Four billion years ago, Mars may have been a humid planet. At the time, the sun was 30 percent fainter than it is today. The radiation that reached Mars was trapped in the atmosphere as a greenhouse gas. It’s even possible that the environment may have been able to support life.
Today, carbon dioxide makes up 95 percent of the Martian atmosphere, and it’s the most abundant greenhouse gas on Earth. But when you add methane and hydrogen to the mix, it made Mars’ atmosphere much hotter by absorbing the Sun’s radiation. It’s completely different from what it is now because of atmospheric escape over time. In fact, Mars is red because of the escape of hydrogen, which led to rusting on the surface from oxygen.
Billions of years ago, Mars’ geological transformations released methane into the air, which was later converted into hydrogen and other gasses. This process is also occurring on Titan, one of Saturn’s moons.

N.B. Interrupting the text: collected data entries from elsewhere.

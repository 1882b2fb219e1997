//! # file-tools
//!
//! The three filesystem tools the model can call:
//!
//! | tool         | arguments                  | result                          |
//! |--------------|----------------------------|---------------------------------|
//! | `list_files` | `path?`                    | JSON array, dirs end with `/`   |
//! | `read_file`  | `path`                     | file content                    |
//! | `edit_file`  | `path`, `old_str`, `new_str` | `OK` or creation message      |
//!
//! Paths are taken relative to the process working directory and are not
//! sandboxed.

pub mod edit;
pub mod error;
pub mod list;
pub mod read;

use std::sync::Arc;

use agent_core::{Tool, ToolError, ToolRegistry, ToolSchema};
use async_trait::async_trait;

pub use error::FileToolError;

/// The closed set of built-in tools
#[derive(Clone, Copy, Debug, PartialEq, Eq)]
pub enum FileTool {
    ListFiles,
    ReadFile,
    EditFile,
}

impl FileTool {
    /// Every tool, in the order it is offered to the model
    pub const ALL: [FileTool; 3] = [FileTool::ReadFile, FileTool::ListFiles, FileTool::EditFile];

    pub fn name(self) -> &'static str {
        match self {
            FileTool::ListFiles => list::NAME,
            FileTool::ReadFile => read::NAME,
            FileTool::EditFile => edit::NAME,
        }
    }

    pub fn from_name(name: &str) -> Option<Self> {
        Self::ALL.into_iter().find(|t| t.name() == name)
    }
}

#[async_trait]
impl Tool for FileTool {
    fn schema(&self) -> ToolSchema {
        match self {
            FileTool::ListFiles => list::schema(),
            FileTool::ReadFile => read::schema(),
            FileTool::EditFile => edit::schema(),
        }
    }

    async fn execute(&self, input: &serde_json::Value) -> Result<String, ToolError> {
        match self {
            FileTool::ListFiles => list::list_files(input).await,
            FileTool::ReadFile => read::read_file(input).await,
            FileTool::EditFile => edit::edit_file(input).await,
        }
    }
}

/// Registry holding every [`FileTool`]
pub fn registry() -> agent_core::Result<ToolRegistry> {
    ToolRegistry::from_tools(FileTool::ALL.into_iter().map(|t| Arc::new(t) as Arc<dyn Tool>))
}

Methane is not currently abundant in Martian atmosphere now, but some researchers recently found that some microorganisms that produce methane may be able to survive on Mars. And SpaceX CEO Elon Musk wants to produce methane on Mars to generate fuel in his plans for humans to colonize the planet.
This research suggests that planets can have liquid water on the surface, even if they are far away from the star of their system. This research also opens new questions about the geological processes that produced methanes, which future missions to Mars may be able to answer. In 2020, NASA plans to send its Mars 2020 rover to spend two years searching for ancient or current life on the planet, as well as geological clues to find out how the planet was formed. The rover will specifically target sites that are suspected to have once possessed large amounts of surface water, the most likely indicator of life. Europe will also send a rover to Mars as part of its broad ExoMars mission in 2020 to search for signs of life. ExoMars is currently operating an orbital probe which began to evaluate Mars’ atmospheric and geographic features last year.
Wordsworth hopes these missions find more evidence on changes in chemical state, as well as certain materials.
“The other thing which is important to constrain our understanding is the extent to which minerals like carbonates are present on the surface,” Wordsworth says. “…If there’s a lot of carbonates on the atmosphere, that means a lot of CO2 was present in the past.”